Books About Favorite Holidays From Around the World
Let’s Celebrate Diwali
Diwali, or the festival of lights, is celebrated around the world. This book explores the different traditions and customs of many different groups. The colorful illustrations make this an especially engaging read.
Amma, Tell Me About Holi!
This colorful tale shares the story of the Hindu holiday of Holi, using colorful pictures and simple rhymes to make it easily understood by children.
Oskar and the Eight Blessings
As a refugee from Nazi Germany, Oskar finds the people of New York to be kind and giving on a day that is both the seventh night of Hanukkah and Christmas Eve. The people’s warm welcome shows Oskar that there is love and compassion in the world still.
Under the Ramadan Moon
In this picture book, a family’s month-long celebration of Ramadan is connected to the moon’s movement. The giving, sharing, praying, and caring for others that occurs during the month is beautifully conveyed.
Day of the Dead
Brightly colored illustrations and detailed descriptions draw the reader into the preparations, foods, and celebration of the Day of the Dead.
The Egg Tree
One grandmother’s childhood tradition of an Easter Egg tree is discovered by her grandchildren, who are quick to embrace the custom themselves. This winner of the Caldecott Medal is a true classic.
Marco’s Cinco de Mayo
Narrated from the perspective of a young dancer in a Cinco de Mayo parade, this book brings the holiday and its history to life.
Seven Spools of Thread: A Kwanzaa Story
The seven principles of Kwanzaa are brought to life through the story of seven brothers in an African village. When their father dies, they must cooperate and make gold from seven spools of thread. As they work together, they learn to value each other and their community.
A Movie About Favorite Holidays From Around the World
The Black Candle: A Kwanzaa Celebration
This documentary, filmed around the world, explores the African-American experience, both the triumphs and sorrows. Of particular focus is the Kwanzaa holiday, which now is celebrated by over 40 million people.
A TV Show About Favorite Holidays From Around the World
An App About Favorite Holidays From Around the World
A fully featured Hanukkah app with a menorah to light, a dreidel game, songs, and some foundational Hebrew.
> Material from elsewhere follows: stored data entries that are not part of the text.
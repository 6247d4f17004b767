use std::time::Duration;

use serde::{Deserialize, Serialize};
use tracing::warn;

use crate::error::{RegistryError, Result};
use crate::registry::microservice::DEVELOPMENT_ENVIRONMENT;

/// 注册发现配置
#[derive(Debug, Clone, Deserialize, Serialize)]
pub struct RegistryConfig {
    /// 运行环境（如 "development", "production"）
    #[serde(default)]
    pub environment: String,

    /// 无论环境如何都允许覆盖注册中心中的契约（仅限开发测试使用）
    #[serde(default)]
    pub always_override_schema: bool,

    /// 忽略契约差异（规避开关，生产环境不建议打开）
    #[serde(default)]
    pub ignore_schema_difference: bool,

    /// 只缓存 UP 状态的实例
    #[serde(default)]
    pub use_up_instances_only: bool,

    /// 注册中心返回空实例列表时保留仍然存活的旧实例
    #[serde(default = "default_true")]
    pub empty_instance_protection: bool,

    #[serde(default = "default_interval")]
    pub heartbeat_interval_secs: u64,

    #[serde(default = "default_interval")]
    pub status_sync_interval_secs: u64,

    #[serde(default = "default_interval")]
    pub instance_pull_interval_secs: u64,

    pub service_center: Option<ServiceCenterConfig>,
    pub etcd: Option<EtcdConfig>,
}

/// poll/heartbeat 后端配置
#[derive(Debug, Clone, Deserialize, Serialize)]
pub struct ServiceCenterConfig {
    #[serde(default = "default_true")]
    pub enabled: bool,
    pub addresses: Vec<String>,
    #[serde(default = "default_request_timeout")]
    pub request_timeout_secs: u64,
}

/// watch/lease 后端配置
#[derive(Debug, Clone, Deserialize, Serialize)]
pub struct EtcdConfig {
    #[serde(default = "default_true")]
    pub enabled: bool,
    pub endpoints: Vec<String>,
    #[serde(default = "default_root_path")]
    pub root_path: String,
    #[serde(default = "default_lease_ttl")]
    pub lease_ttl_secs: i64,
    /// "user:password"
    pub authentication: Option<String>,
}

fn default_interval() -> u64 {
    30
}

fn default_true() -> bool {
    true
}

fn default_request_timeout() -> u64 {
    10
}

fn default_root_path() -> String {
    "/flare/registry".to_string()
}

fn default_lease_ttl() -> i64 {
    60
}

impl Default for RegistryConfig {
    fn default() -> Self {
        Self {
            environment: String::new(),
            always_override_schema: false,
            ignore_schema_difference: false,
            use_up_instances_only: false,
            empty_instance_protection: true,
            heartbeat_interval_secs: default_interval(),
            status_sync_interval_secs: default_interval(),
            instance_pull_interval_secs: default_interval(),
            service_center: None,
            etcd: None,
        }
    }
}

impl Default for EtcdConfig {
    fn default() -> Self {
        Self {
            enabled: true,
            endpoints: vec!["http://127.0.0.1:2379".to_string()],
            root_path: default_root_path(),
            lease_ttl_secs: default_lease_ttl(),
            authentication: None,
        }
    }
}

impl EtcdConfig {
    /// 续约间隔：TTL 的 1/12，至少 1 秒
    pub fn keep_alive_interval(&self) -> Duration {
        Duration::from_secs((self.lease_ttl_secs / 12).max(1) as u64)
    }

    /// 解析 "user:password" 认证信息
    pub fn credentials(&self) -> Result<Option<(String, String)>> {
        match self.authentication.as_deref() {
            None | Some("") => Ok(None),
            Some(auth) => auth
                .split_once(':')
                .map(|(user, password)| Some((user.to_string(), password.to_string())))
                .ok_or_else(|| {
                    RegistryError::configuration("etcd authentication must be \"user:password\"")
                }),
        }
    }
}

impl RegistryConfig {
    pub fn load_from_file(path: &str) -> Result<Self> {
        let content = std::fs::read_to_string(path).map_err(|e| {
            RegistryError::configuration(format!("Failed to read config {}: {}", path, e))
        })?;
        let mut config: RegistryConfig = toml::from_str(&content).map_err(|e| {
            RegistryError::configuration(format!("Failed to parse config {}: {}", path, e))
        })?;
        config.apply_env_overrides();
        config.validate()?;
        Ok(config)
    }

    /// 使用环境变量覆盖配置
    ///
    /// - `REGISTRY_ENVIRONMENT`: 运行环境
    /// - `SERVICE_HEARTBEAT_INTERVAL`: 心跳间隔（秒）
    /// - `ETCD_TTL_SECONDS`: etcd lease TTL（秒）
    pub fn apply_env_overrides(&mut self) {
        if let Ok(env) = std::env::var("REGISTRY_ENVIRONMENT") {
            self.environment = env;
        }
        if let Some(interval) = env_number::<u64>("SERVICE_HEARTBEAT_INTERVAL") {
            self.heartbeat_interval_secs = interval;
        }
        if let Some(ttl) = env_number::<i64>("ETCD_TTL_SECONDS") {
            if let Some(etcd) = self.etcd.as_mut() {
                etcd.lease_ttl_secs = ttl;
            }
        }
    }

    pub fn validate(&self) -> Result<()> {
        if self.heartbeat_interval_secs == 0
            || self.status_sync_interval_secs == 0
            || self.instance_pull_interval_secs == 0
        {
            return Err(RegistryError::configuration("intervals must be greater than zero"));
        }
        if let Some(etcd) = &self.etcd {
            if etcd.lease_ttl_secs <= 0 {
                return Err(RegistryError::configuration("etcd lease ttl must be positive"));
            }
            if etcd.enabled && etcd.endpoints.is_empty() {
                return Err(RegistryError::configuration("etcd endpoints not configured"));
            }
            etcd.credentials()?;
        }
        if let Some(sc) = &self.service_center {
            if sc.enabled && sc.addresses.is_empty() {
                return Err(RegistryError::configuration(
                    "service center addresses not configured",
                ));
            }
        }
        Ok(())
    }

    /// 注册中心中的契约是否允许被覆盖
    pub fn is_schema_modifiable(&self, environment: &str) -> bool {
        environment.eq_ignore_ascii_case(DEVELOPMENT_ENVIRONMENT) || self.always_override_schema
    }

    /// 未经校验的配置也至少返回 1 秒
    pub fn heartbeat_interval(&self) -> Duration {
        Duration::from_secs(self.heartbeat_interval_secs.max(1))
    }

    pub fn status_sync_interval(&self) -> Duration {
        Duration::from_secs(self.status_sync_interval_secs.max(1))
    }

    pub fn instance_pull_interval(&self) -> Duration {
        Duration::from_secs(self.instance_pull_interval_secs.max(1))
    }
}

fn env_number<T: std::str::FromStr>(name: &str) -> Option<T> {
    let raw = std::env::var(name).ok()?;
    match raw.parse::<T>() {
        Ok(value) => Some(value),
        Err(_) => {
            warn!(variable = name, value = %raw, "Ignoring non-numeric environment override");
            None
        }
    }
}
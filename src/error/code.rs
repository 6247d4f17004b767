//! 错误代码和错误类别定义

use serde::{Deserialize, Serialize};
use std::fmt;

/// 错误代码枚举
///
/// 错误代码按类别分组，每个类别占用1000个代码范围：
/// - 1000-1999: 连接相关错误（瞬时，可重试）
/// - 2000-2999: 注册相关错误（后端确认的不一致）
/// - 3000-3999: 契约相关错误（不可重试）
/// - 6000-6999: 系统 / 配置错误
/// - 8000-8999: 序列化相关错误
#[derive(Debug, Clone, Copy, PartialEq, Eq, Hash, Serialize, Deserialize)]
#[serde(rename_all = "SCREAMING_SNAKE_CASE")]
#[repr(u32)]
pub enum ErrorCode {
    // ============================================================
    // 连接相关错误 (1000-1999)
    // ============================================================
    ConnectionFailed = 1000,
    ConnectionTimeout = 1001,
    BackendUnavailable = 1002,

    // ============================================================
    // 注册相关错误 (2000-2999)
    // ============================================================
    MicroserviceNotFound = 2000,
    InstanceNotRegistered = 2001,
    RegistrationRejected = 2002,

    // ============================================================
    // 契约相关错误 (3000-3999)
    // ============================================================
    SchemaConflict = 3000,

    // ============================================================
    // 系统相关错误 (6000-6999)
    // ============================================================
    InternalError = 6000,
    ConfigurationError = 6003,
    InvalidVersion = 6004,

    // ============================================================
    // 序列化相关错误 (8000-8999)
    // ============================================================
    SerializationError = 8000,
    DeserializationError = 8001,
}

/// 错误类别
#[derive(Debug, Clone, Copy, PartialEq, Eq, Hash, Serialize, Deserialize)]
#[serde(rename_all = "snake_case")]
pub enum ErrorCategory {
    Connection,
    Registration,
    Schema,
    System,
    Serialization,
}

impl ErrorCode {
    /// 错误代码的数值
    pub fn as_u32(self) -> u32 {
        self as u32
    }

    /// 错误代码的字符串形式
    pub fn as_str(&self) -> &'static str {
        match self {
            ErrorCode::ConnectionFailed => "CONNECTION_FAILED",
            ErrorCode::ConnectionTimeout => "CONNECTION_TIMEOUT",
            ErrorCode::BackendUnavailable => "BACKEND_UNAVAILABLE",
            ErrorCode::MicroserviceNotFound => "MICROSERVICE_NOT_FOUND",
            ErrorCode::InstanceNotRegistered => "INSTANCE_NOT_REGISTERED",
            ErrorCode::RegistrationRejected => "REGISTRATION_REJECTED",
            ErrorCode::SchemaConflict => "SCHEMA_CONFLICT",
            ErrorCode::InternalError => "INTERNAL_ERROR",
            ErrorCode::ConfigurationError => "CONFIGURATION_ERROR",
            ErrorCode::InvalidVersion => "INVALID_VERSION",
            ErrorCode::SerializationError => "SERIALIZATION_ERROR",
            ErrorCode::DeserializationError => "DESERIALIZATION_ERROR",
        }
    }

    /// 错误所属类别
    pub fn category(&self) -> ErrorCategory {
        match self.as_u32() {
            1000..=1999 => ErrorCategory::Connection,
            2000..=2999 => ErrorCategory::Registration,
            3000..=3999 => ErrorCategory::Schema,
            8000..=8999 => ErrorCategory::Serialization,
            _ => ErrorCategory::System,
        }
    }

    /// 是否可以在下一个周期重试
    pub fn is_retryable(&self) -> bool {
        matches!(
            self,
            ErrorCode::ConnectionFailed
                | ErrorCode::ConnectionTimeout
                | ErrorCode::BackendUnavailable
                | ErrorCode::InstanceNotRegistered
                | ErrorCode::RegistrationRejected
        )
    }
}

impl fmt::Display for ErrorCode {
    fn fmt(&self, f: &mut fmt::Formatter<'_>) -> fmt::Result {
        write!(f, "{}({})", self.as_str(), self.as_u32())
    }
}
Included are “Eight Days of Happiness” tips for parents on teaching children about the meaning and traditions behind the holiday and expressing appreciation for the miracle of the oil lasting eight nights.
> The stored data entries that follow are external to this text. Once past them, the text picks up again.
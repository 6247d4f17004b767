//! 注册发现组装测试

mod common;

use std::sync::Arc;

use common::{MockRegistryClient, ids, init_tracing};
use flare_registry_core::client::{LocalServiceRegistryClient, ServiceRegistryClient};
use flare_registry_core::config::{RegistryConfig, ServiceCenterConfig};
use flare_registry_core::discovery::{InstanceStatus, MicroserviceInstance, RegistryFactory};
use flare_registry_core::registry::Microservice;

const PRESET: &str = r#"
ms3:
  - version: 1.0.0
    id: ms3-v1
    instances:
      - endpoints: ["rest://10.0.0.1:8080"]
  - version: 2.0.0
    id: ms3-v2
    instances:
      - endpoints: ["rest://10.0.0.2:8080"]
      - endpoints: ["rest://10.0.0.3:8080"]
"#;

fn config() -> RegistryConfig {
    RegistryConfig {
        service_center: Some(ServiceCenterConfig {
            enabled: true,
            addresses: vec!["http://127.0.0.1:30100".to_string()],
            request_timeout_secs: 10,
        }),
        ..Default::default()
    }
}

fn own_microservice() -> (Microservice, MicroserviceInstance) {
    (
        Microservice::new("default", "ms2", "1.0.0").with_schema("hello", "openapi: 3.0.0\n"),
        MicroserviceInstance::new("test-host").with_endpoint("rest://127.0.0.1:8080"),
    )
}

/// 测试：启动后本服务可以被自己发现，停止后实例被注销
#[tokio::test]
async fn stack_registers_and_discovers_itself() {
    init_tracing();
    let client = Arc::new(MockRegistryClient::new());
    let (microservice, instance) = own_microservice();
    let stack = RegistryFactory::new(config())
        .with_service_center_client(client.clone())
        .build(microservice, instance)
        .unwrap();

    stack.start().await.unwrap();
    let service_id = stack.local.service_id();
    let instance_id = stack.local.instance_id();

    let found = stack
        .app_manager
        .find_service_instances("default", "ms2", "0.0.0.0+")
        .await
        .unwrap()
        .unwrap();
    assert_eq!(ids(&found), vec![instance_id.as_str()]);

    stack.stop().await;
    assert!(!client.inner.heartbeat(&service_id, &instance_id).await.unwrap());
}

/// 测试：从预置数据中按版本规则发现其他服务
#[tokio::test]
async fn stack_resolves_preset_services() {
    let client = Arc::new(LocalServiceRegistryClient::from_yaml_str(PRESET).unwrap());
    let (microservice, instance) = own_microservice();
    let stack = RegistryFactory::new(config())
        .with_service_center_client(client.clone())
        .build(microservice, instance)
        .unwrap();
    stack.start().await.unwrap();

    let latest = stack
        .app_manager
        .get_or_create_microservice_version_rule("default", "ms3", "latest")
        .await
        .unwrap();
    assert_eq!(latest.instance_list().len(), 2);
    assert_eq!(
        latest.latest_microservice_version().unwrap().service_id(),
        "ms3-v2"
    );

    let fixed = stack
        .app_manager
        .find_service_instances("default", "ms3", "1.0.0")
        .await
        .unwrap()
        .unwrap();
    assert_eq!(fixed.len(), 1);
    assert_eq!(fixed[0].endpoints, vec!["rest://10.0.0.1:8080"]);

    let missing = stack
        .app_manager
        .find_service_instances("default", "ms9", "latest")
        .await
        .unwrap();
    assert!(missing.is_none());

    stack.stop().await;
}

/// 测试：实例状态更新经由注册管理器写入注册中心
#[tokio::test]
async fn stack_updates_instance_status() {
    let client = Arc::new(MockRegistryClient::new());
    let (microservice, instance) = own_microservice();
    let stack = RegistryFactory::new(config())
        .with_service_center_client(client.clone())
        .build(microservice, instance)
        .unwrap();
    stack.start().await.unwrap();

    assert!(
        stack
            .registrations
            .update_microservice_instance_status(InstanceStatus::Down)
            .await
    );
    let remote = client
        .get_microservice_instance(&stack.local.service_id(), &stack.local.instance_id())
        .await
        .unwrap()
        .unwrap();
    assert_eq!(remote.status, InstanceStatus::Down);

    stack.stop().await;
}

/// 测试：没有启用任何后端时构建失败
#[test]
fn build_without_backend_fails() {
    let (microservice, instance) = own_microservice();
    let result = RegistryFactory::new(RegistryConfig::default()).build(microservice, instance);

    assert!(matches!(result, Err(ref e) if e.is_fatal()));
}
Many of the following movies, books, and TV shows will be familiar to you, bringing back fond memories of Christmases gone by, but they may be “new” for your kids! Take some time this holiday season to introduce your family to a title that made you feel like you just couldn’t wait for the holidays. There might even be a few titles here that you missed out on when you were just a “tiny reindeer” yourself.
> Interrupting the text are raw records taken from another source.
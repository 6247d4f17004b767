//! 内存注册中心客户端
//!
//! 单机运行和测试时代替真实注册中心，可以从 YAML 预置其他服务：
//!
//! ```yaml
//! ms2:
//!   - appid: default
//!     version: 1.0.0
//!     schemaIds: [hello]
//!     instances:
//!       - endpoints: ["rest://127.0.0.1:8080"]
//! ```

use std::collections::{BTreeMap, HashMap};
use std::sync::atomic::{AtomicU64, Ordering};

use async_trait::async_trait;
use parking_lot::RwLock;
use serde::Deserialize;
use tracing::debug;
use uuid::Uuid;

use super::ServiceRegistryClient;
use crate::discovery::instance::{InstanceStatus, MicroserviceInstance, MicroserviceInstances};
use crate::error::{RegistryError, Result};
use crate::registry::microservice::Microservice;
use crate::registry::schema::{SchemaSummary, calc_schema_summary};
use crate::version::{Version, VersionRule};

const DEFAULT_APPLICATION_ID: &str = "default";

#[derive(Debug, Deserialize)]
#[serde(rename_all = "camelCase")]
struct PresetMicroservice {
    #[serde(rename = "appid")]
    app_id: Option<String>,
    version: String,
    id: Option<String>,
    #[serde(default)]
    schema_ids: Vec<String>,
    #[serde(default)]
    instances: Vec<PresetInstance>,
}

#[derive(Debug, Deserialize)]
struct PresetInstance {
    #[serde(default)]
    endpoints: Vec<String>,
}

#[derive(Default)]
struct LocalState {
    microservices: HashMap<String, Microservice>,
    /// serviceId -> instanceId -> instance
    instances: HashMap<String, BTreeMap<String, MicroserviceInstance>>,
}

/// 内存注册中心客户端
#[derive(Default)]
pub struct LocalServiceRegistryClient {
    state: RwLock<LocalState>,
    revision: AtomicU64,
}

impl LocalServiceRegistryClient {
    pub fn new() -> Self {
        Self::default()
    }

    /// 从 YAML 预置数据创建
    pub fn from_yaml_str(content: &str) -> Result<Self> {
        let data: BTreeMap<String, Vec<PresetMicroservice>> = serde_yaml::from_str(content)
            .map_err(|e| RegistryError::configuration(format!("Invalid local registry data: {}", e)))?;

        let client = Self::new();
        {
            let mut state = client.state.write();
            for (service_name, presets) in data {
                for preset in presets {
                    let service_id = preset.id.unwrap_or_else(|| Uuid::new_v4().to_string());
                    let mut microservice = Microservice::new(
                        preset.app_id.as_deref().unwrap_or(DEFAULT_APPLICATION_ID),
                        service_name.clone(),
                        preset.version,
                    );
                    microservice.service_id = service_id.clone();
                    for schema_id in preset.schema_ids {
                        microservice.schemas.insert(schema_id, String::new());
                    }

                    let instances = preset
                        .instances
                        .into_iter()
                        .map(|preset| {
                            let instance = MicroserviceInstance {
                                instance_id: Uuid::new_v4().to_string(),
                                service_id: service_id.clone(),
                                endpoints: preset.endpoints,
                                ..Default::default()
                            };
                            (instance.instance_id.clone(), instance)
                        })
                        .collect();

                    state.microservices.insert(service_id.clone(), microservice);
                    state.instances.insert(service_id, instances);
                }
            }
            if !state.microservices.is_empty() {
                client.revision.fetch_add(1, Ordering::SeqCst);
            }
        }
        Ok(client)
    }

    pub fn load_from_file(path: &str) -> Result<Self> {
        let content = std::fs::read_to_string(path).map_err(|e| {
            RegistryError::configuration(format!("Failed to read local registry {}: {}", path, e))
        })?;
        Self::from_yaml_str(&content)
    }

    fn bump_revision(&self) {
        self.revision.fetch_add(1, Ordering::SeqCst);
    }

    fn find_latest<'a>(
        state: &'a LocalState,
        app_id: &str,
        service_name: &str,
        rule: &VersionRule,
    ) -> Option<(&'a Microservice, Version)> {
        state
            .microservices
            .values()
            .filter(|ms| ms.app_id == app_id && ms.service_name == service_name)
            .filter_map(|ms| ms.parsed_version().ok().map(|v| (ms, v)))
            .filter(|(_, v)| rule.is_accept(v))
            .max_by_key(|(_, v)| *v)
    }

    fn unknown_service(service_id: &str) -> RegistryError {
        RegistryError::Rejected(format!("Invalid serviceId, serviceId={}", service_id))
    }
}

#[async_trait]
impl ServiceRegistryClient for LocalServiceRegistryClient {
    async fn get_microservice_id(&self, microservice: &Microservice) -> Result<Option<String>> {
        let rule = VersionRule::parse(&microservice.version)?;
        let state = self.state.read();
        Ok(state
            .microservices
            .values()
            .filter(|ms| ms.environment == microservice.environment)
            .filter(|ms| ms.app_id == microservice.app_id)
            .filter(|ms| ms.service_name == microservice.service_name)
            .filter_map(|ms| ms.parsed_version().ok().map(|v| (ms, v)))
            .filter(|(_, v)| rule.is_accept(v))
            .max_by_key(|(_, v)| *v)
            .map(|(ms, _)| ms.service_id.clone()))
    }

    async fn get_microservice(&self, service_id: &str) -> Result<Option<Microservice>> {
        Ok(self.state.read().microservices.get(service_id).cloned())
    }

    async fn register_microservice(&self, microservice: &Microservice) -> Result<String> {
        let service_id = if microservice.service_id.is_empty() {
            Uuid::new_v4().to_string()
        } else {
            microservice.service_id.clone()
        };

        let mut stored = microservice.clone();
        stored.service_id = service_id.clone();
        // 注册微服务只登记契约 ID，内容通过 register_schema 上传
        for content in stored.schemas.values_mut() {
            content.clear();
        }

        {
            let mut state = self.state.write();
            state.microservices.insert(service_id.clone(), stored);
            state.instances.entry(service_id.clone()).or_default();
        }
        self.bump_revision();
        debug!(service_id = %service_id, "Local microservice registered");
        Ok(service_id)
    }

    async fn get_schemas(&self, service_id: &str) -> Result<Vec<SchemaSummary>> {
        let state = self.state.read();
        let microservice = state
            .microservices
            .get(service_id)
            .ok_or_else(|| Self::unknown_service(service_id))?;
        Ok(microservice
            .schemas
            .iter()
            .map(|(schema_id, content)| SchemaSummary {
                schema_id: schema_id.clone(),
                summary: (!content.is_empty()).then(|| calc_schema_summary(content)),
            })
            .collect())
    }

    async fn get_schema(&self, service_id: &str, schema_id: &str) -> Result<Option<String>> {
        let state = self.state.read();
        let microservice = state
            .microservices
            .get(service_id)
            .ok_or_else(|| Self::unknown_service(service_id))?;
        Ok(microservice
            .schemas
            .get(schema_id)
            .filter(|content| !content.is_empty())
            .cloned())
    }

    async fn register_schema(
        &self,
        service_id: &str,
        schema_id: &str,
        content: &str,
    ) -> Result<bool> {
        let mut state = self.state.write();
        let microservice = state
            .microservices
            .get_mut(service_id)
            .ok_or_else(|| Self::unknown_service(service_id))?;
        microservice
            .schemas
            .insert(schema_id.to_string(), content.to_string());
        Ok(true)
    }

    async fn register_instance(&self, instance: &MicroserviceInstance) -> Result<String> {
        let instance_id = if instance.instance_id.is_empty() {
            Uuid::new_v4().to_string()
        } else {
            instance.instance_id.clone()
        };

        {
            let mut state = self.state.write();
            let instances = state
                .instances
                .get_mut(&instance.service_id)
                .ok_or_else(|| Self::unknown_service(&instance.service_id))?;
            let mut stored = instance.clone();
            stored.instance_id = instance_id.clone();
            instances.insert(instance_id.clone(), stored);
        }
        self.bump_revision();
        Ok(instance_id)
    }

    async fn unregister_instance(&self, service_id: &str, instance_id: &str) -> Result<bool> {
        let removed = self
            .state
            .write()
            .instances
            .get_mut(service_id)
            .and_then(|instances| instances.remove(instance_id))
            .is_some();
        if removed {
            self.bump_revision();
        }
        Ok(true)
    }

    async fn heartbeat(&self, service_id: &str, instance_id: &str) -> Result<bool> {
        Ok(self
            .state
            .read()
            .instances
            .get(service_id)
            .is_some_and(|instances| instances.contains_key(instance_id)))
    }

    async fn find_service_instances(
        &self,
        _consumer_id: &str,
        app_id: &str,
        service_name: &str,
        version_rule: &str,
        revision: Option<&str>,
    ) -> Result<MicroserviceInstances> {
        let current = self.revision.load(Ordering::SeqCst).to_string();
        if revision == Some(current.as_str()) {
            return Ok(MicroserviceInstances::unchanged(Some(current)));
        }

        let rule = VersionRule::parse(version_rule)?;
        let state = self.state.read();
        let Some((_, latest)) = Self::find_latest(&state, app_id, service_name, &rule) else {
            return Ok(MicroserviceInstances::not_exist());
        };

        let mut instances: Vec<MicroserviceInstance> = state
            .microservices
            .values()
            .filter(|ms| ms.app_id == app_id && ms.service_name == service_name)
            .filter(|ms| {
                ms.parsed_version()
                    .map(|v| rule.is_match(&v, &latest))
                    .unwrap_or(false)
            })
            .filter_map(|ms| state.instances.get(&ms.service_id))
            .flat_map(|instances| instances.values().cloned())
            .collect();
        instances.sort_by(|a, b| a.instance_id.cmp(&b.instance_id));

        Ok(MicroserviceInstances::changed(instances, Some(current)))
    }

    async fn get_microservice_instance(
        &self,
        service_id: &str,
        instance_id: &str,
    ) -> Result<Option<MicroserviceInstance>> {
        Ok(self
            .state
            .read()
            .instances
            .get(service_id)
            .and_then(|instances| instances.get(instance_id))
            .cloned())
    }

    async fn update_instance_status(
        &self,
        service_id: &str,
        instance_id: &str,
        status: InstanceStatus,
    ) -> Result<bool> {
        let updated = {
            let mut state = self.state.write();
            match state
                .instances
                .get_mut(service_id)
                .and_then(|instances| instances.get_mut(instance_id))
            {
                Some(instance) => {
                    instance.status = status;
                    true
                }
                None => false,
            }
        };
        if updated {
            self.bump_revision();
        }
        Ok(updated)
    }

    async fn get_all_microservices(&self) -> Result<Vec<Microservice>> {
        Ok(self.state.read().microservices.values().cloned().collect())
    }
}

#[cfg(test)]
mod tests {
    use super::*;

    const PRESET: &str = r#"
ms2:
  - appid: default
    version: 1.0.0
    id: ms2-v1
    schemaIds: [hello]
    instances:
      - endpoints: ["rest://127.0.0.1:8080"]
  - version: 2.0.0
    id: ms2-v2
    instances:
      - endpoints: ["rest://127.0.0.1:8081"]
"#;

    #[tokio::test]
    async fn preset_services_are_discoverable() {
        let client = LocalServiceRegistryClient::from_yaml_str(PRESET).unwrap();

        let all = client
            .find_service_instances("c", "default", "ms2", "0.0.0.0+", None)
            .await
            .unwrap();
        assert!(all.need_refresh);
        assert_eq!(all.instances.len(), 2);

        let latest = client
            .find_service_instances("c", "default", "ms2", "latest", None)
            .await
            .unwrap();
        assert_eq!(latest.instances.len(), 1);
        assert_eq!(latest.instances[0].service_id, "ms2-v2");

        let again = client
            .find_service_instances("c", "default", "ms2", "latest", latest.revision.as_deref())
            .await
            .unwrap();
        assert!(!again.need_refresh);

        let missing = client
            .find_service_instances("c", "default", "unknown", "0+", None)
            .await
            .unwrap();
        assert!(missing.microservice_not_exist);
    }

    #[tokio::test]
    async fn preset_schema_ids_have_no_content() {
        let client = LocalServiceRegistryClient::from_yaml_str(PRESET).unwrap();
        let schemas = client.get_schemas("ms2-v1").await.unwrap();
        assert_eq!(schemas.len(), 1);
        assert_eq!(schemas[0].summary, None);
        assert_eq!(client.get_schema("ms2-v1", "hello").await.unwrap(), None);
        assert!(client.get_schemas("nope").await.is_err());
    }
}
The Life and Adventures of Santa Claus
Part mythology, part fantasy, this tale of Santa Claus growing up as an orphan is well told by L. Frank Baum, the creator of the Wizard of Oz. An excellent choice for reading to a child.
Too Many Tamales
While helping with the annual Christmas Eve tradition of tamale-making, Maria finds herself giving into temptation. This is a funny, heartfelt story with lovely illustrations and strong messages about love and family and honesty.
The Gift of the Magi
This classic O. Henry story is a bittersweet tale of a husband and wife who sacrifice in order to buy presents for each other. Love for each other becomes all they have, and all they need. A true lesson about the meaning of Christmas.
A Charlie Brown Christmas
Charlie Brown finds that love and friendship can overcome his holiday blues. Bonus: Now your kids will understand what you mean when you talk about buying a “Charlie Brown tree”!
Frosty the Snowman
This holiday favorite tells the story of Frosty, a snowman that magically comes to life on Christmas Eve.
Dr. Seuss’ How The Grinch Stole Christmas!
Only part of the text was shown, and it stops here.